Concerns also arose regarding thyroid exposure, breast tissue exposure, exposure to pregnant women, and children. However, new research has evaluated the absorbed dose in these organs and individuals and found lead shielding provides very little, if any, level of protection. Further, we have advanced technology that reduces radiation exposure by 90%.
The American Academy of Oral and Maxillofacial Radiology published a paper in the Journal of the American Dental Association recommending against lead shielding for all dental radiographs.
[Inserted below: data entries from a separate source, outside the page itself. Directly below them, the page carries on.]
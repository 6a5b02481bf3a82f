//! Multi-signal field scoring.
//!
//! A single (query, field value) pair is scored by summing four signals that
//! deliberately overlap:
//!
//! 1. literal match: exact > prefix > substring (first match wins)
//! 2. token coverage: per-token containment bonus plus a coverage ratio
//! 3. ordered subsequence: query characters found in order, gaps allowed
//! 4. bigram similarity: Dice coefficient over character shingles
//!
//! The constants are empirically tuned and asserted literally by tests.
//! An exact hit (170) plus fuzzy credit dominates everything; a substring hit
//! (108) plus partial fuzzy credit still outranks a weak multi-token match.

use crate::text::{bigrams, normalize};

pub const EXACT_MATCH_BONUS: f64 = 170.0;
pub const PREFIX_MATCH_BONUS: f64 = 138.0;
pub const SUBSTRING_MATCH_BONUS: f64 = 108.0;

/// Tokens at least this many characters long earn the long-token bonus.
pub const LONG_TOKEN_MIN_LEN: usize = 4;
pub const LONG_TOKEN_BONUS: f64 = 18.0;
pub const SHORT_TOKEN_BONUS: f64 = 12.0;
/// Multiplier for the matched/total token ratio.
pub const TOKEN_COVERAGE_WEIGHT: f64 = 46.0;

pub const SUBSEQUENCE_WEIGHT: f64 = 45.0;
pub const BIGRAM_WEIGHT: f64 = 52.0;

/// Which literal bucket a field value fell into.
#[derive(Debug, Clone, Copy, PartialEq, Eq, Default)]
pub enum MatchKind {
    #[default]
    None,
    Substring,
    Prefix,
    Exact,
}

impl MatchKind {
    fn classify(query: &str, candidate: &str) -> Self {
        if candidate == query {
            MatchKind::Exact
        } else if candidate.starts_with(query) {
            MatchKind::Prefix
        } else if candidate.contains(query) {
            MatchKind::Substring
        } else {
            MatchKind::None
        }
    }

    pub fn bonus(self) -> f64 {
        match self {
            MatchKind::Exact => EXACT_MATCH_BONUS,
            MatchKind::Prefix => PREFIX_MATCH_BONUS,
            MatchKind::Substring => SUBSTRING_MATCH_BONUS,
            MatchKind::None => 0.0,
        }
    }
}

/// Per-signal contributions for one field value.
#[derive(Debug, Clone, Copy, PartialEq, Default)]
pub struct FieldScore {
    pub match_kind: MatchKind,
    pub literal: f64,
    pub token_coverage: f64,
    pub subsequence: f64,
    pub bigram: f64,
}

impl FieldScore {
    pub fn total(&self) -> f64 {
        self.literal + self.token_coverage + self.subsequence + self.bigram
    }
}

/// Fraction of `query` characters found in `candidate`, in order.
///
/// Greedy walk: each query character is searched for from the cursor onward;
/// a hit advances the cursor past it, a miss is skipped without moving the
/// cursor. Returns 0 for an empty query.
pub fn ordered_subsequence_score(query: &str, candidate: &str) -> f64 {
    let query_chars: Vec<char> = query.chars().collect();
    if query_chars.is_empty() {
        return 0.0;
    }
    let candidate_chars: Vec<char> = candidate.chars().collect();

    let mut cursor = 0;
    let mut matched = 0usize;
    for qc in &query_chars {
        if let Some(offset) = candidate_chars[cursor..].iter().position(|c| c == qc) {
            matched += 1;
            cursor += offset + 1;
        }
    }

    matched as f64 / query_chars.len() as f64
}

/// Dice coefficient over character bigram sets: `2|A∩B| / (|A|+|B|)`.
/// Zero when either side has no bigrams.
pub fn dice_coefficient(a: &str, b: &str) -> f64 {
    let set_a = bigrams(a);
    let set_b = bigrams(b);
    if set_a.is_empty() || set_b.is_empty() {
        return 0.0;
    }
    let shared = set_a.intersection(&set_b).count();
    2.0 * shared as f64 / (set_a.len() + set_b.len()) as f64
}

/// Score a raw field value against an already-normalized query and its tokens.
pub fn score_field(query: &str, tokens: &[String], field_value: &str) -> f64 {
    field_score_breakdown(query, tokens, field_value).total()
}

/// Same as [`score_field`] but keeps each signal separate.
pub fn field_score_breakdown(query: &str, tokens: &[String], field_value: &str) -> FieldScore {
    let candidate = normalize(field_value);
    if query.is_empty() || candidate.is_empty() {
        return FieldScore::default();
    }

    let match_kind = MatchKind::classify(query, &candidate);

    let mut token_coverage = 0.0;
    let mut matched_tokens = 0usize;
    for token in tokens {
        if candidate.contains(token.as_str()) {
            matched_tokens += 1;
            token_coverage += if token.chars().count() >= LONG_TOKEN_MIN_LEN {
                LONG_TOKEN_BONUS
            } else {
                SHORT_TOKEN_BONUS
            };
        }
    }
    if !tokens.is_empty() {
        token_coverage += matched_tokens as f64 / tokens.len() as f64 * TOKEN_COVERAGE_WEIGHT;
    }

    FieldScore {
        match_kind,
        literal: match_kind.bonus(),
        token_coverage,
        subsequence: ordered_subsequence_score(query, &candidate) * SUBSEQUENCE_WEIGHT,
        bigram: dice_coefficient(query, &candidate) * BIGRAM_WEIGHT,
    }
}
The paper has recommended that “Federal, state, and local dental regulations and guidance should be revised to remove any actual or implied requirement for routine lead shielding for intraoral, panoramic, cephalometric, and CBCT imaging.”1
I’m certain a subset of dental professionals will want to err on the side of caution and claim lead shielding can’t hurt, but I would argue that it can indeed. Continuing to use lead shielding will propagate a fear-based mindset associated with dental radiographs. This mindset is ingrained in our society, and if we continue to feed this belief, we will be in a constant fight to acquire the radiographs we need to properly diagnose and treat our patients.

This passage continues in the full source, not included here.